* **TASK DETAILS**:
The answer should consist of each line from the data below that includes "requests".

[Saved data entries]
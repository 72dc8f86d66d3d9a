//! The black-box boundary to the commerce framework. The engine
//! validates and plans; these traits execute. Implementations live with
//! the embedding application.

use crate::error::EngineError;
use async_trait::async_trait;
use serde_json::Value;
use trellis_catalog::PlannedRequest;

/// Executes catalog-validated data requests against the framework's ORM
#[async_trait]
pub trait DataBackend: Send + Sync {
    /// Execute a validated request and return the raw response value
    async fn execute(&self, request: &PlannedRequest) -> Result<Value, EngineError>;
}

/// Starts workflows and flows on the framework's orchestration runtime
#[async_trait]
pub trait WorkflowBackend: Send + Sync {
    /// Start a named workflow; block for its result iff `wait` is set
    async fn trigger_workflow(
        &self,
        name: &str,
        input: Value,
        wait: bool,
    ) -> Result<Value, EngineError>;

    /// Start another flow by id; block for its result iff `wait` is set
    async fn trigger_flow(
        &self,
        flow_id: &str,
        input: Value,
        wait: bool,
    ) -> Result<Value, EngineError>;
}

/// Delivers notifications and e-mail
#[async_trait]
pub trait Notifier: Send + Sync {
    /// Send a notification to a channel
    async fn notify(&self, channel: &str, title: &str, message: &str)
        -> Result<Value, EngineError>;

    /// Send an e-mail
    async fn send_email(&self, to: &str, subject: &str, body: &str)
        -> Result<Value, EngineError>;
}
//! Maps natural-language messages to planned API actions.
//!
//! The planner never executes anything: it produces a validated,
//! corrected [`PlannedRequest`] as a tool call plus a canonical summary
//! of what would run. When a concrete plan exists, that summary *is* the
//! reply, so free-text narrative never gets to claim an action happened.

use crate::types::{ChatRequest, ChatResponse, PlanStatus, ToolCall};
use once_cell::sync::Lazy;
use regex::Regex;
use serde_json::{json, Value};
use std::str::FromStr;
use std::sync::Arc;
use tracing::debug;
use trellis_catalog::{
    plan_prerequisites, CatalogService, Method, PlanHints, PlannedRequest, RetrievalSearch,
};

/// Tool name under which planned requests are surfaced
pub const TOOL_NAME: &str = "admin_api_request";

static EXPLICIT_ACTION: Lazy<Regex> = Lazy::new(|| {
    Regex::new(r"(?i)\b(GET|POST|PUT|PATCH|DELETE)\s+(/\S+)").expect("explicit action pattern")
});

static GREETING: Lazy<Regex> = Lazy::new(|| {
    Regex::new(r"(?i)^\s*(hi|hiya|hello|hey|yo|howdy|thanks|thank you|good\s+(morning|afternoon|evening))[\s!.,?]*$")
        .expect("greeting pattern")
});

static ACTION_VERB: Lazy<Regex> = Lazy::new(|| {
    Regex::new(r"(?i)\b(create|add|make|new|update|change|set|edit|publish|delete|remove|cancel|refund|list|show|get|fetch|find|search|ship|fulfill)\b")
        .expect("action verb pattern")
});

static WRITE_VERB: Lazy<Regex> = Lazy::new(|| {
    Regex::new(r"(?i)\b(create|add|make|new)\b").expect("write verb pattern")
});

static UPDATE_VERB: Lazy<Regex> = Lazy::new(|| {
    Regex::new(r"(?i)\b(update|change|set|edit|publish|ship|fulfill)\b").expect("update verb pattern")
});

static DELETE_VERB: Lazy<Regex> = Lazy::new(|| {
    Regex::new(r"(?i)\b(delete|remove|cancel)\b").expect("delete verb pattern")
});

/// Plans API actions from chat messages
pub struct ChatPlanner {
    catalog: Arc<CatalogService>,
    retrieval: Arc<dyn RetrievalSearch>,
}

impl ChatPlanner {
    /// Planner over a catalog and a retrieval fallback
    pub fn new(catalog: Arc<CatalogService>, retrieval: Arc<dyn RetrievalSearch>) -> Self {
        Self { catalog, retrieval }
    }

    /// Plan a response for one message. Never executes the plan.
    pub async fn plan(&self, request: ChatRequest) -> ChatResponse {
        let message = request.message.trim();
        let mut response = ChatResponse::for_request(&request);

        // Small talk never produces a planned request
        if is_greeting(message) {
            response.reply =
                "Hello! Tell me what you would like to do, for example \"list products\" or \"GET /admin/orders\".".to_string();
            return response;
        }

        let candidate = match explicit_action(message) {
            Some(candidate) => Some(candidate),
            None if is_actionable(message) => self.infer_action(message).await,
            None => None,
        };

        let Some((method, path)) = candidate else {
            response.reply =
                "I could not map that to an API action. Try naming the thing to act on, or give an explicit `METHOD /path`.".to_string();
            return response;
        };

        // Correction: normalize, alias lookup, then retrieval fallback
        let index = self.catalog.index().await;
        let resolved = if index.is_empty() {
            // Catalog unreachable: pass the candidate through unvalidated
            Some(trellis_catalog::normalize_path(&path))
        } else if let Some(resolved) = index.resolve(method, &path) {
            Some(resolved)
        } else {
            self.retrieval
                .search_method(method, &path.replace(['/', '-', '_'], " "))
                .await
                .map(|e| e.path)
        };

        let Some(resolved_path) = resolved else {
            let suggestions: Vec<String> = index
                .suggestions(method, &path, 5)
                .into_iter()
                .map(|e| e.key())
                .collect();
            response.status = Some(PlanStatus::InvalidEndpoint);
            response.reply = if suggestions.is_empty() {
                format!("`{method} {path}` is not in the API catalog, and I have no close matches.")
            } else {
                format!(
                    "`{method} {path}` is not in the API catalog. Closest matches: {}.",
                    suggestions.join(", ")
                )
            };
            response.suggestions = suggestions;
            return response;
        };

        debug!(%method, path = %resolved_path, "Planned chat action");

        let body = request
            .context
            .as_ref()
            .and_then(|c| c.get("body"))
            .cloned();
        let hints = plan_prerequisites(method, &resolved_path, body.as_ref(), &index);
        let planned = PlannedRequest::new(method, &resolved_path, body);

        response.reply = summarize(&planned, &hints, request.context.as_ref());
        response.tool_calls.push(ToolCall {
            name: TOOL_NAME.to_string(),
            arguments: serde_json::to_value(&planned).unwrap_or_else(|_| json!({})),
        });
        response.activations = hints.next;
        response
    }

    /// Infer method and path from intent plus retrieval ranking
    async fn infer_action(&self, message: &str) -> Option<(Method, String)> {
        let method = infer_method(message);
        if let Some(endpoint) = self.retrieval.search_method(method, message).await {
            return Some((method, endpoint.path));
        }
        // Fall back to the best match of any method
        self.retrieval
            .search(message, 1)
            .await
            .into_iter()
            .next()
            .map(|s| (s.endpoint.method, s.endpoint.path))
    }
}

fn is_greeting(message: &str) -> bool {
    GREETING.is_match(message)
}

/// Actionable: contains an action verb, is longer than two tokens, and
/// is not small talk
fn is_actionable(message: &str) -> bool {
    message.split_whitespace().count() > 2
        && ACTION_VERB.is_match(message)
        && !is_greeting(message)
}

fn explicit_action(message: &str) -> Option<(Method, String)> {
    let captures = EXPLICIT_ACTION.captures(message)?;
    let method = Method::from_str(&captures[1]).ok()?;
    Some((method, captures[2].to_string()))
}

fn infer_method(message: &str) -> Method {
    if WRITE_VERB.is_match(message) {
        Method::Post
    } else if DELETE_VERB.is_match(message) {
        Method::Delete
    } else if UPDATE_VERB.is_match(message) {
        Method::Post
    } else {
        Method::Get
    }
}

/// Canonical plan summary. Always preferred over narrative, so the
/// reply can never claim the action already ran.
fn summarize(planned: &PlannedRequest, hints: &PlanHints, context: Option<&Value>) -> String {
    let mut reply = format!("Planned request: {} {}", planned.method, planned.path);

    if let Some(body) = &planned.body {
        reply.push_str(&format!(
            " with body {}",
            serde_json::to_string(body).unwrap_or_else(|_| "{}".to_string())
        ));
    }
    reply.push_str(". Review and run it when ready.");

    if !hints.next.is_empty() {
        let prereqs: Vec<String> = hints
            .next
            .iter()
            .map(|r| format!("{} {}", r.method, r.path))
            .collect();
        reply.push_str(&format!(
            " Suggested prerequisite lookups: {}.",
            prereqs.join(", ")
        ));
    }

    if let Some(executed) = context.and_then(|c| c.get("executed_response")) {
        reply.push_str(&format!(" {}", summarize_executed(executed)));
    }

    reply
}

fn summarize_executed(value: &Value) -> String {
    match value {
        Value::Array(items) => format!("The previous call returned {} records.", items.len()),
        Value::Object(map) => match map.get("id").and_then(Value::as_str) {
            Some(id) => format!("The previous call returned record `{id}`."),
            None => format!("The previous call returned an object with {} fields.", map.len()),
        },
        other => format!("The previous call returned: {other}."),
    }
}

* **EXPECTED OUTPUT**:
/// Executes catalog-validated data requests against the framework's ORM
/// Tool name under which planned requests are surfaced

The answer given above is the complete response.